Activity:
Among the records below, find each line that includes the string "header" and copy it.

--- START ---

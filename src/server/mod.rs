//! Relay HTTP/WebSocket server
//!
//! Wires the state store and subscriber registry behind the HTTP surface:
//! ingestion (`POST /api/state`, `POST /api/select`), queries
//! (`GET /api/health`, `/api/state`, `/api/project`) and the push channel
//! (`GET /ws/state`).

pub mod config;
mod ingest;
mod push;
mod query;

pub use config::ServerConfig;

use std::sync::Arc;
use std::time::Duration;

use axum::routing::{get, post};
use axum::Router;
use tokio::net::TcpListener;
use tokio::sync::{mpsc, Mutex};
use tower_http::cors::CorsLayer;
use tower_http::trace::TraceLayer;

use crate::error::Result;
use crate::message::{ProjectId, PushMessage};
use crate::project::ProjectDocument;
use crate::registry::{SubscriberHandle, SubscriberRegistry};
use crate::state::{StateStore, TransportState};

/// Shared state behind every request handler.
///
/// The `update_lock` serializes the three compound store-then-broadcast
/// operations. That is what makes mutation order equal broadcast order for
/// every subscriber, and what keeps a connect-time snapshot from
/// interleaving with a broadcast. Plain query reads never take it.
#[derive(Clone)]
pub struct AppState {
    store: Arc<StateStore>,
    registry: Arc<SubscriberRegistry>,
    update_lock: Arc<Mutex<()>>,
    ping_interval: Duration,
}

impl AppState {
    /// Build shared state from a configured store.
    pub fn new(store: StateStore, config: &ServerConfig) -> Self {
        Self {
            store: Arc::new(store),
            registry: Arc::new(SubscriberRegistry::with_config(config.registry.clone())),
            update_lock: Arc::new(Mutex::new(())),
            ping_interval: config.ping_interval,
        }
    }

    /// Get a reference to the state store
    pub fn store(&self) -> &Arc<StateStore> {
        &self.store
    }

    /// Get a reference to the subscriber registry
    pub fn registry(&self) -> &Arc<SubscriberRegistry> {
        &self.registry
    }

    /// WebSocket keepalive interval
    pub fn ping_interval(&self) -> Duration {
        self.ping_interval
    }

    /// Accept a state update and fan it out.
    ///
    /// Store and broadcast happen as one serialized step; every accepted
    /// update is broadcast, changed or not (the poller posts every tick and
    /// every tick goes out).
    pub async fn apply_state(&self, candidate: TransportState) -> Result<TransportState> {
        let _guard = self.update_lock.lock().await;

        let accepted = self.store.set_state(candidate).await?;
        let delivered = self.registry.broadcast(PushMessage::State(accepted)).await;

        tracing::debug!(
            bar = accepted.bar,
            beat = accepted.beat,
            playing = accepted.playing,
            delivered = delivered,
            "State update applied"
        );

        Ok(accepted)
    }

    /// Accept a project selection.
    ///
    /// Always stored; broadcast only when the stored value actually changed,
    /// so re-selecting the current project is a true no-op for subscribers.
    pub async fn apply_selection(&self, id: ProjectId) -> Result<ProjectId> {
        let _guard = self.update_lock.lock().await;

        let previous = self.store.set_selection(id.clone()).await;
        if previous.as_ref() != Some(&id) {
            let delivered = self
                .registry
                .broadcast(PushMessage::Selection {
                    project_id: id.clone(),
                })
                .await;

            tracing::info!(project_id = %id, delivered = delivered, "Project selected");
        }

        Ok(id)
    }

    /// Register a push subscriber and capture its snapshot.
    ///
    /// Done under the update lock so the snapshot equals the current state
    /// at the registration point, and every broadcast the subscriber later
    /// receives is strictly newer than it.
    pub async fn connect_subscriber(
        &self,
    ) -> (
        SubscriberHandle,
        mpsc::Receiver<PushMessage>,
        Vec<PushMessage>,
    ) {
        let _guard = self.update_lock.lock().await;

        let (handle, rx) = self.registry.register().await;

        let mut snapshot = vec![PushMessage::State(self.store.state().await)];
        if let Some(project_id) = self.store.selection().await {
            snapshot.push(PushMessage::Selection { project_id });
        }

        (handle, rx, snapshot)
    }
}

/// DAW transport-state relay server
pub struct RelayServer {
    config: ServerConfig,
    app: AppState,
}

impl RelayServer {
    /// Create a new server around a configured store.
    pub fn new(config: ServerConfig, store: StateStore) -> Self {
        let app = AppState::new(store, &config);
        Self { config, app }
    }

    /// Create a server from configuration alone.
    ///
    /// When `project_path` is set, the document is loaded and the initial
    /// transport state seeded from its metadata; otherwise the store starts
    /// with the documented defaults and `GET /api/project` reports not
    /// loaded.
    pub fn from_config(config: ServerConfig) -> Result<Self> {
        let store = match &config.project_path {
            Some(path) => {
                let document = ProjectDocument::load(path)?;
                let seed = document.seed_state();
                tracing::info!(
                    path = %path.display(),
                    bpm = seed.bpm,
                    ts = %format!("{}/{}", seed.ts_num, seed.ts_den),
                    "Project loaded"
                );
                StateStore::new()
                    .with_initial_state(seed)
                    .with_document(document)
            }
            None => StateStore::new(),
        };

        Ok(Self::new(config, store))
    }

    /// Shared handler state, for driving the relay without a socket (tests,
    /// embedding).
    pub fn app_state(&self) -> &AppState {
        &self.app
    }

    /// Build the router serving the full HTTP surface.
    pub fn router(&self) -> Router {
        Router::new()
            .route("/api/health", get(query::get_health))
            .route("/api/project", get(query::get_project))
            .route("/api/state", get(query::get_state).post(ingest::post_state))
            .route("/api/select", post(ingest::post_select))
            .route("/ws/state", get(push::ws_state))
            .layer(TraceLayer::new_for_http())
            .layer(CorsLayer::permissive())
            .with_state(self.app.clone())
    }

    /// Run the server
    ///
    /// This method blocks until the server is shut down.
    pub async fn run(&self) -> Result<()> {
        let listener = TcpListener::bind(self.config.bind_addr).await?;
        tracing::info!(addr = %self.config.bind_addr, "Relay server listening");

        axum::serve(listener, self.router()).await?;
        Ok(())
    }

    /// Run the server with graceful shutdown
    pub async fn run_until<F>(&self, shutdown: F) -> Result<()>
    where
        F: std::future::Future<Output = ()> + Send + 'static,
    {
        let listener = TcpListener::bind(self.config.bind_addr).await?;
        tracing::info!(addr = %self.config.bind_addr, "Relay server listening");

        axum::serve(listener, self.router())
            .with_graceful_shutdown(async {
                shutdown.await;
                tracing::info!("Shutdown signal received");
            })
            .await?;
        Ok(())
    }

    /// Get the bind address
    pub fn bind_addr(&self) -> std::net::SocketAddr {
        self.config.bind_addr
    }
}
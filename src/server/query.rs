//! Query handlers
//!
//! Read-only surface for non-push clients and bootstrap. These never touch
//! the update lock and never mutate anything.

use axum::extract::State;
use axum::http::header;
use axum::response::{IntoResponse, Response};
use axum::Json;
use serde_json::{json, Value};

use super::AppState;
use crate::error::Result;
use crate::state::TransportState;

/// GET /api/health
pub(super) async fn get_health() -> Json<Value> {
    Json(json!({ "ok": true }))
}

/// GET /api/state
pub(super) async fn get_state(State(app): State<AppState>) -> Json<TransportState> {
    Json(app.store().state().await)
}

/// GET /api/project
///
/// Serves the raw bytes loaded at startup, byte-for-byte.
pub(super) async fn get_project(State(app): State<AppState>) -> Result<Response> {
    let document = app.store().project_document()?;

    Ok((
        [(header::CONTENT_TYPE, "application/json")],
        document.raw(),
    )
        .into_response())
}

--- END ---

Solution for this problem:
use axum::http::header;
        [(header::CONTENT_TYPE, "application/json")],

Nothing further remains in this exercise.